**EXERCISE OBJECTIVE:**
Every line below needs to be returned exactly as written.

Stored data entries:
——————

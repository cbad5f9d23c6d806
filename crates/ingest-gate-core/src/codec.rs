//! Length-prefixed CBOR framing for stream transports.
//!
//! Each frame is a 4-byte big-endian body length followed by the CBOR
//! encoding of a [`ClientFrame`] or [`ServerFrame`].

use serde::de::DeserializeOwned;
use serde::{Deserialize, Serialize};

use crate::error::CodecError;
use crate::wire::{Headers, Request, Response, Status};

/// Length of the frame header.
pub const FRAME_HEADER_LEN: usize = 4;

/// Default limit on a single received frame (4 MiB).
pub const DEFAULT_MAX_RECEIVE_MESSAGE_SIZE: usize = 4 * 1024 * 1024;

/// Frames sent by a client.
#[derive(Debug, Clone, PartialEq, Eq, Serialize, Deserialize)]
pub enum ClientFrame {
    Request(Request),
    /// No more requests will follow. Closing the connection without this
    /// frame is a cancellation.
    HalfClose,
}

/// Frames sent by the server.
#[derive(Debug, Clone, PartialEq, Eq, Serialize, Deserialize)]
pub enum ServerFrame {
    Headers(Headers),
    Response(Response),
    /// Always the last frame of a stream.
    Status(Status),
}

/// Encode a frame, header included.
pub fn encode_frame<T: Serialize>(frame: &T) -> Result<Vec<u8>, CodecError> {
    let mut buf = vec![0u8; FRAME_HEADER_LEN];
    ciborium::into_writer(frame, &mut buf).map_err(|e| CodecError::Encode(e.to_string()))?;
    let body_len = buf.len() - FRAME_HEADER_LEN;
    let len = u32::try_from(body_len).map_err(|_| CodecError::FrameTooLarge {
        size: body_len,
        max: u32::MAX as usize,
    })?;
    buf[..FRAME_HEADER_LEN].copy_from_slice(&len.to_be_bytes());
    Ok(buf)
}

/// Body length announced by a frame header, checked against `max`.
pub fn frame_body_len(header: [u8; FRAME_HEADER_LEN], max: usize) -> Result<usize, CodecError> {
    let size = u32::from_be_bytes(header) as usize;
    if size > max {
        return Err(CodecError::FrameTooLarge { size, max });
    }
    Ok(size)
}

/// Decode a frame body.
pub fn decode_frame_body<T: DeserializeOwned>(body: &[u8]) -> Result<T, CodecError> {
    ciborium::from_reader(body).map_err(|e| CodecError::Decode(e.to_string()))
}

#[cfg(test)]
mod tests {
    use super::*;
    use crate::wire::{DataBatch, Initialize, MetaPair};
    use bytes::Bytes;

    fn split(frame: &[u8]) -> ([u8; FRAME_HEADER_LEN], &[u8]) {
        let mut header = [0u8; FRAME_HEADER_LEN];
        header.copy_from_slice(&frame[..FRAME_HEADER_LEN]);
        (header, &frame[FRAME_HEADER_LEN..])
    }

    #[test]
    fn test_client_frame_decodes() {
        let frame = ClientFrame::Request(Request::Initialize(Initialize {
            session_id: String::new(),
            shared_secret_key: "s3cret".into(),
            meta: vec![MetaPair::new("app", "web")],
        }));
        let bytes = encode_frame(&frame).unwrap();
        let (header, body) = split(&bytes);
        assert_eq!(frame_body_len(header, 1024).unwrap(), body.len());
        let decoded: ClientFrame = decode_frame_body(body).unwrap();
        assert_eq!(decoded, frame);
    }

    #[test]
    fn test_payload_bytes_survive() {
        let frame = ClientFrame::Request(Request::DataBatch(DataBatch {
            seq_no: vec![1],
            timestamp: vec![5],
            payload: vec![Bytes::from_static(&[0, 255, 7])],
            meta: vec![],
        }));
        let bytes = encode_frame(&frame).unwrap();
        let (_, body) = split(&bytes);
        let decoded: ClientFrame = decode_frame_body(body).unwrap();
        assert_eq!(decoded, frame);
    }

    #[test]
    fn test_oversized_frame_rejected() {
        let header = 5000u32.to_be_bytes();
        assert!(matches!(
            frame_body_len(header, 4096),
            Err(CodecError::FrameTooLarge { size: 5000, max: 4096 })
        ));
    }

    #[test]
    fn test_garbage_body_rejected() {
        let result: Result<ServerFrame, _> = decode_frame_body(&[0xff, 0x00, 0x13]);
        assert!(matches!(result, Err(CodecError::Decode(_))));
    }
}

——————

**ANSWER AREA:**
repository cbad5f9d23c6d806
filename crates/ingest-gate-core/src/codec.rs
//! Length-prefixed CBOR framing for stream transports.
//!
//! Each frame is a 4-byte big-endian body length followed by the CBOR
//! encoding of a [`ClientFrame`] or [`ServerFrame`].

use serde::de::DeserializeOwned;
use serde::{Deserialize, Serialize};

use crate::error::CodecError;
use crate::wire::{Headers, Request, Response, Status};

/// Length of the frame header.
pub const FRAME_HEADER_LEN: usize = 4;

/// Default limit on a single received frame (4 MiB).
pub const DEFAULT_MAX_RECEIVE_MESSAGE_SIZE: usize = 4 * 1024 * 1024;

/// Frames sent by a client.
#[derive(Debug, Clone, PartialEq, Eq, Serialize, Deserialize)]
pub enum ClientFrame {
    Request(Request),
    /// No more requests will follow. Closing the connection without this
    /// frame is a cancellation.
    HalfClose,
}

/// Frames sent by the server.
#[derive(Debug, Clone, PartialEq, Eq, Serialize, Deserialize)]
pub enum ServerFrame {
    Headers(Headers),
    Response(Response),
    /// Always the last frame of a stream.
    Status(Status),
}

/// Encode a frame, header included.
pub fn encode_frame<T: Serialize>(frame: &T) -> Result<Vec<u8>, CodecError> {
    let mut buf = vec![0u8; FRAME_HEADER_LEN];
    ciborium::into_writer(frame, &mut buf).map_err(|e| CodecError::Encode(e.to_string()))?;
    let body_len = buf.len() - FRAME_HEADER_LEN;
    let len = u32::try_from(body_len).map_err(|_| CodecError::FrameTooLarge {
        size: body_len,
        max: u32::MAX as usize,
    })?;
    buf[..FRAME_HEADER_LEN].copy_from_slice(&len.to_be_bytes());
    Ok(buf)
}

/// Body length announced by a frame header, checked against `max`.
pub fn frame_body_len(header: [u8; FRAME_HEADER_LEN], max: usize) -> Result<usize, CodecError> {
    let size = u32::from_be_bytes(header) as usize;
    if size > max {
        return Err(CodecError::FrameTooLarge { size, max });
    }
    Ok(size)
}

/// Decode a frame body.
pub fn decode_frame_body<T: DeserializeOwned>(body: &[u8]) -> Result<T, CodecError> {
    ciborium::from_reader(body).map_err(|e| CodecError::Decode(e.to_string()))
}

#[cfg(test)]
mod tests {
    use super::*;
    use crate::wire::{DataBatch, Initialize, MetaPair};
    use bytes::Bytes;

    fn split(frame: &[u8]) -> ([u8; FRAME_HEADER_LEN], &[u8]) {
        let mut header = [0u8; FRAME_HEADER_LEN];
        header.copy_from_slice(&frame[..FRAME_HEADER_LEN]);
        (header, &frame[FRAME_HEADER_LEN..])
    }

    #[test]
    fn test_client_frame_decodes() {
        let frame = ClientFrame::Request(Request::Initialize(Initialize {
            session_id: String::new(),
            shared_secret_key: "s3cret".into(),
            meta: vec![MetaPair::new("app", "web")],
        }));
        let bytes = encode_frame(&frame).unwrap();
        let (header, body) = split(&bytes);
        assert_eq!(frame_body_len(header, 1024).unwrap(), body.len());
        let decoded: ClientFrame = decode_frame_body(body).unwrap();
        assert_eq!(decoded, frame);
    }

    #[test]
    fn test_payload_bytes_survive() {
        let frame = ClientFrame::Request(Request::DataBatch(DataBatch {
            seq_no: vec![1],
            timestamp: vec![5],
            payload: vec![Bytes::from_static(&[0, 255, 7])],
            meta: vec![],
        }));
        let bytes = encode_frame(&frame).unwrap();
        let (_, body) = split(&bytes);
        let decoded: ClientFrame = decode_frame_body(body).unwrap();
        assert_eq!(decoded, frame);
    }

    #[test]
    fn test_oversized_frame_rejected() {
        let header = 5000u32.to_be_bytes();
        assert!(matches!(
            frame_body_len(header, 4096),
            Err(CodecError::FrameTooLarge { size: 5000, max: 4096 })
        ));
    }

    #[test]
    fn test_garbage_body_rejected() {
        let result: Result<ServerFrame, _> = decode_frame_body(&[0xff, 0x00, 0x13]);
        assert!(matches!(result, Err(CodecError::Decode(_))));
    }
}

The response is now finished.